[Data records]

//! Game state module - the game session
//!
//! This module ties together the board, the live piece, and the scheduled
//! tasks that drive gravity and line clears.
//!
//! Lifecycle of a piece:
//!
//! `Falling -> (lock) -> Clearing? -> Spawning -> Falling`
//!
//! - A repeating fall tick moves the piece down one row; when the row below
//!   is blocked the tick locks the piece instead.
//! - Locking merges the cells into the board and drops the piece.
//! - Full rows are marked and blink for `clear_delay_ms`, then a one-shot task
//!   removes them and spawns the next piece.
//! - With nothing to clear a zero-delay one-shot spawns the next piece, so
//!   the continuation always runs on a later step.
//! - A spawn that overlaps the stack, or a lock above the top row, ends the
//!   game for good.

use std::collections::VecDeque;
use std::sync::Arc;

use serde::Serialize;

use crate::board::{Block, Board};
use crate::collision::collides;
use crate::config::{ConfigError, GameConfig};
use crate::events::{GameEvent, LossReason};
use crate::piece::{Piece, PieceCells};
use crate::rotation::try_rotate;
use crate::scheduler::{Scheduler, TaskHandle};
use crate::shapes::RotationState;
use crate::snapshot::{ActiveSnapshot, GameSnapshot};
use crate::types::{ColorFrame, Intent};

/// Events kept between drains; older ones are dropped first
pub const EVENT_LOG_CAP: usize = 64;

/// Where the session is in the piece lifecycle
#[derive(Debug, Clone, Copy, PartialEq, Eq, Hash, Serialize)]
#[serde(rename_all = "lowercase")]
pub enum Phase {
    /// Constructed, not started
    Idle,
    Falling,
    /// Full rows are blinking; no live piece
    Clearing,
    /// Waiting for the deferred spawn; no live piece
    Spawning,
    Lost,
}

/// Work items on the session scheduler
#[derive(Debug, Clone, Copy, PartialEq, Eq)]
enum GameTask {
    Fall,
    FinishClear,
    Spawn,
}

/// Complete game session
#[derive(Debug, Clone)]
pub struct GameState {
    config: GameConfig,
    spawn_states: Arc<[RotationState]>,
    board: Board,
    active: Option<Piece>,
    phase: Phase,
    /// Rows marked during the current clear, ascending
    clearing_rows: Vec<usize>,
    scheduler: Scheduler<GameTask>,
    fall_task: Option<TaskHandle>,
    /// Interval of the installed fall tick
    fall_interval_ms: u32,
    soft_drop_held: bool,
    lost: bool,
    won: bool,
    /// Monotonic id of spawned pieces
    piece_id: u32,
    /// Undrained events, at most [`EVENT_LOG_CAP`]
    events: VecDeque<GameEvent>,
}

impl GameState {
    /// Create a session on an empty board
    pub fn new(config: GameConfig) -> Result<Self, ConfigError> {
        let board = Board::new(config.width, config.height);
        Self::with_board(config, board)
    }

    /// Create a session on a pre-filled board
    pub fn with_board(config: GameConfig, board: Board) -> Result<Self, ConfigError> {
        config.validate()?;
        if board.width() != config.width || board.height() != config.height {
            return Err(ConfigError::BoardMismatch {
                width: config.width,
                height: config.height,
                actual_width: board.width(),
                actual_height: board.height(),
            });
        }
        let spawn_states = config
            .shapes
            .shared(config.spawn_kind)
            .ok_or(ConfigError::MissingShape(config.spawn_kind))?;

        Ok(Self {
            fall_interval_ms: config.base_fall_ms,
            config,
            spawn_states,
            board,
            active: None,
            phase: Phase::Idle,
            clearing_rows: Vec::new(),
            scheduler: Scheduler::new(),
            fall_task: None,
            soft_drop_held: false,
            lost: false,
            won: false,
            piece_id: 0,
            events: VecDeque::with_capacity(EVENT_LOG_CAP),
        })
    }

    /// Spawn the first piece and start gravity
    pub fn start(&mut self) {
        if self.phase != Phase::Idle {
            return;
        }
        self.spawn_piece();
    }

    /// Throw away the board and start over
    pub fn restart(&mut self) {
        self.scheduler.cancel_all();
        self.board.clear();
        self.active = None;
        self.clearing_rows.clear();
        self.fall_task = None;
        self.fall_interval_ms = self.config.base_fall_ms;
        self.soft_drop_held = false;
        self.lost = false;
        self.won = false;
        self.phase = Phase::Idle;
        self.events.clear();
        self.start();
    }

    pub fn config(&self) -> &GameConfig {
        &self.config
    }

    pub fn width(&self) -> u16 {
        self.board.width()
    }

    pub fn height(&self) -> u16 {
        self.board.height()
    }

    pub fn board(&self) -> &Board {
        &self.board
    }

    /// Color of the locked block at `(row, col)`
    pub fn cell(&self, row: i32, col: i32) -> Option<ColorFrame> {
        self.board.get(row, col)
    }

    pub fn active(&self) -> Option<&Piece> {
        self.active.as_ref()
    }

    pub fn active_cells(&self) -> Option<PieceCells> {
        self.active.as_ref().map(Piece::absolute_cells)
    }

    pub fn clearing_rows(&self) -> &[usize] {
        &self.clearing_rows
    }

    /// Whether `row` is marked for removal and should flash
    pub fn is_blinking(&self, row: usize) -> bool {
        self.clearing_rows.contains(&row)
    }

    pub fn phase(&self) -> Phase {
        self.phase
    }

    pub fn started(&self) -> bool {
        self.phase != Phase::Idle
    }

    pub fn lost(&self) -> bool {
        self.lost
    }

    /// Always false: this mode has no win condition
    pub fn won(&self) -> bool {
        self.won
    }

    pub fn piece_id(&self) -> u32 {
        self.piece_id
    }

    pub fn soft_drop_held(&self) -> bool {
        self.soft_drop_held
    }

    /// Gravity interval: the installed fall tick's, or the one the next
    /// spawn will install while no piece is falling
    pub fn fall_interval_ms(&self) -> u32 {
        if self.fall_task.is_some() {
            self.fall_interval_ms
        } else {
            self.desired_fall_interval()
        }
    }

    /// Virtual time consumed by [`GameState::step`]
    pub fn now_ms(&self) -> u64 {
        self.scheduler.now_ms()
    }

    /// Take the events recorded since the last call, oldest first
    ///
    /// Only the latest [`EVENT_LOG_CAP`] are kept between calls.
    pub fn take_events(&mut self) -> Vec<GameEvent> {
        self.events.drain(..).collect()
    }

    fn push_event(&mut self, event: GameEvent) {
        if self.events.len() == EVENT_LOG_CAP {
            self.events.pop_front();
        }
        self.events.push_back(event);
    }

    pub fn snapshot(&self) -> GameSnapshot {
        let height = self.board.height() as usize;
        let board = (0..height)
            .map(|row| self.board.row_cells(row).unwrap_or_default().to_vec())
            .collect();

        GameSnapshot {
            width: self.board.width(),
            height: self.board.height(),
            board,
            clearing_rows: self.clearing_rows.clone(),
            active: self.active.as_ref().map(ActiveSnapshot::from),
            phase: self.phase,
            lost: self.lost,
            won: self.won,
            piece_id: self.piece_id,
            fall_interval_ms: self.fall_interval_ms(),
            soft_drop_held: self.soft_drop_held,
            now_ms: self.scheduler.now_ms(),
        }
    }

    /// Advance the session clock and run every task that comes due
    ///
    /// Called by the host's frame or timer loop. No-op before `start` and
    /// after the game is lost.
    pub fn step(&mut self, elapsed_ms: u32) {
        if self.lost || self.phase == Phase::Idle {
            return;
        }

        self.scheduler.advance(elapsed_ms);
        while let Some((handle, task)) = self.scheduler.pop_due() {
            match task {
                GameTask::Fall => {
                    if self.fall_task == Some(handle) {
                        self.on_fall_tick();
                    }
                }
                GameTask::FinishClear => self.finish_clear(),
                GameTask::Spawn => {
                    self.spawn_piece();
                }
            }
            if self.lost {
                break;
            }
        }
    }

    /// Apply a player intent
    ///
    /// Returns whether anything changed. Blocked moves and rotations are
    /// silently rejected.
    pub fn apply_intent(&mut self, intent: Intent) -> bool {
        match intent {
            Intent::MoveLeft => self.move_left(),
            Intent::MoveRight => self.move_right(),
            Intent::Rotate => self.rotate(),
            Intent::SoftDropPress => self.set_soft_drop(true),
            Intent::SoftDropRelease => self.set_soft_drop(false),
        }
    }

    pub fn move_left(&mut self) -> bool {
        self.try_shift(-1)
    }

    pub fn move_right(&mut self) -> bool {
        self.try_shift(1)
    }

    /// Rotate clockwise, kicking one column left or right if needed
    pub fn rotate(&mut self) -> bool {
        if self.lost {
            return false;
        }
        let Some(piece) = self.active.as_mut() else {
            return false;
        };
        try_rotate(piece, &self.board).is_some()
    }

    /// Hold or release the soft drop
    ///
    /// Pressing switches gravity to the accelerated interval right away.
    /// Releasing takes effect at the next fall tick.
    pub fn set_soft_drop(&mut self, held: bool) -> bool {
        if self.lost || self.soft_drop_held == held {
            return false;
        }
        self.soft_drop_held = held;
        if held && self.fall_task.is_some() {
            self.accelerate_fall();
        }
        true
    }

    fn try_shift(&mut self, d_col: i32) -> bool {
        if self.lost {
            return false;
        }
        let Some(piece) = self.active.as_mut() else {
            return false;
        };
        if collides(&self.board, &piece.translated_cells(d_col, 0)) {
            return false;
        }
        piece.translate(d_col, 0);
        true
    }

    fn desired_fall_interval(&self) -> u32 {
        if self.soft_drop_held {
            self.config.soft_drop_fall_ms
        } else {
            self.config.base_fall_ms
        }
    }

    /// Replace the fall tick; the old one can no longer fire
    fn install_fall_tick(&mut self, first_delay_ms: u32, interval_ms: u32) {
        self.cancel_fall_tick();
        self.fall_task = Some(self.scheduler.schedule_repeating_after(
            GameTask::Fall,
            first_delay_ms,
            interval_ms,
        ));
        self.fall_interval_ms = interval_ms;
    }

    fn cancel_fall_tick(&mut self) {
        if let Some(handle) = self.fall_task.take() {
            self.scheduler.cancel(handle);
        }
    }

    /// Switch to the soft drop interval, keeping the pending tick's slot
    ///
    /// The next tick fires at whichever is sooner: the tick that was already
    /// pending or one accelerated interval from now.
    fn accelerate_fall(&mut self) {
        let interval = self.config.soft_drop_fall_ms;
        if self.fall_interval_ms == interval {
            return;
        }
        let now = self.scheduler.now_ms();
        let first_delay = self
            .fall_task
            .and_then(|handle| self.scheduler.due_ms(handle))
            .map_or(interval, |due| {
                due.saturating_sub(now).min(interval as u64) as u32
            });
        self.install_fall_tick(first_delay, interval);
    }

    fn on_fall_tick(&mut self) {
        let Some(piece) = self.active.as_mut() else {
            return;
        };
        if collides(&self.board, &piece.translated_cells(0, -1)) {
            self.lock_piece();
            return;
        }
        piece.translate(0, -1);

        let desired = self.desired_fall_interval();
        if desired != self.fall_interval_ms {
            self.install_fall_tick(desired, desired);
        }
    }

    fn lock_piece(&mut self) {
        let Some(piece) = self.active.take() else {
            return;
        };
        self.cancel_fall_tick();

        let cells = piece.absolute_cells();
        let blocks = cells.map(|pos| Block::new(pos, piece.color()));
        let in_bounds = self.board.place(&blocks);
        self.push_event(GameEvent::Locked {
            piece_id: self.piece_id,
            cells,
        });
        if !in_bounds {
            self.enter_lost(LossReason::LockedAboveBoard);
            return;
        }

        let rows = self.board.full_rows();
        if rows.is_empty() {
            self.phase = Phase::Spawning;
            self.scheduler.schedule_once(GameTask::Spawn, 0);
        } else {
            self.phase = Phase::Clearing;
            self.push_event(GameEvent::RowsMarked { rows: rows.clone() });
            self.clearing_rows = rows;
            self.scheduler
                .schedule_once(GameTask::FinishClear, self.config.clear_delay_ms);
        }
    }

    fn finish_clear(&mut self) {
        let rows = std::mem::take(&mut self.clearing_rows);
        self.board.remove_rows(&rows);
        self.push_event(GameEvent::RowsCleared { rows });
        self.spawn_piece();
    }

    fn spawn_piece(&mut self) -> bool {
        let anchor = self.config.spawn_anchor();
        let Some(piece) = Piece::new(
            self.config.spawn_kind,
            Arc::clone(&self.spawn_states),
            anchor,
            self.config.spawn_color,
        ) else {
            // Construction validated the spawn shape.
            return false;
        };
        if collides(&self.board, &piece.absolute_cells()) {
            self.enter_lost(LossReason::SpawnBlocked);
            return false;
        }

        self.piece_id = self.piece_id.wrapping_add(1);
        self.push_event(GameEvent::Spawned {
            piece_id: self.piece_id,
            kind: piece.kind(),
            anchor,
        });
        self.active = Some(piece);
        self.phase = Phase::Falling;

        let interval = self.desired_fall_interval();
        self.install_fall_tick(interval, interval);
        true
    }

    fn enter_lost(&mut self, reason: LossReason) {
        self.lost = true;
        self.phase = Phase::Lost;
        self.active = None;
        self.fall_task = None;
        self.scheduler.cancel_all();
        self.push_event(GameEvent::Lost { reason });
    }
}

## What the task asks
Go through the records line by line and count those containing the string "between". Give only the total.

## Final answer
2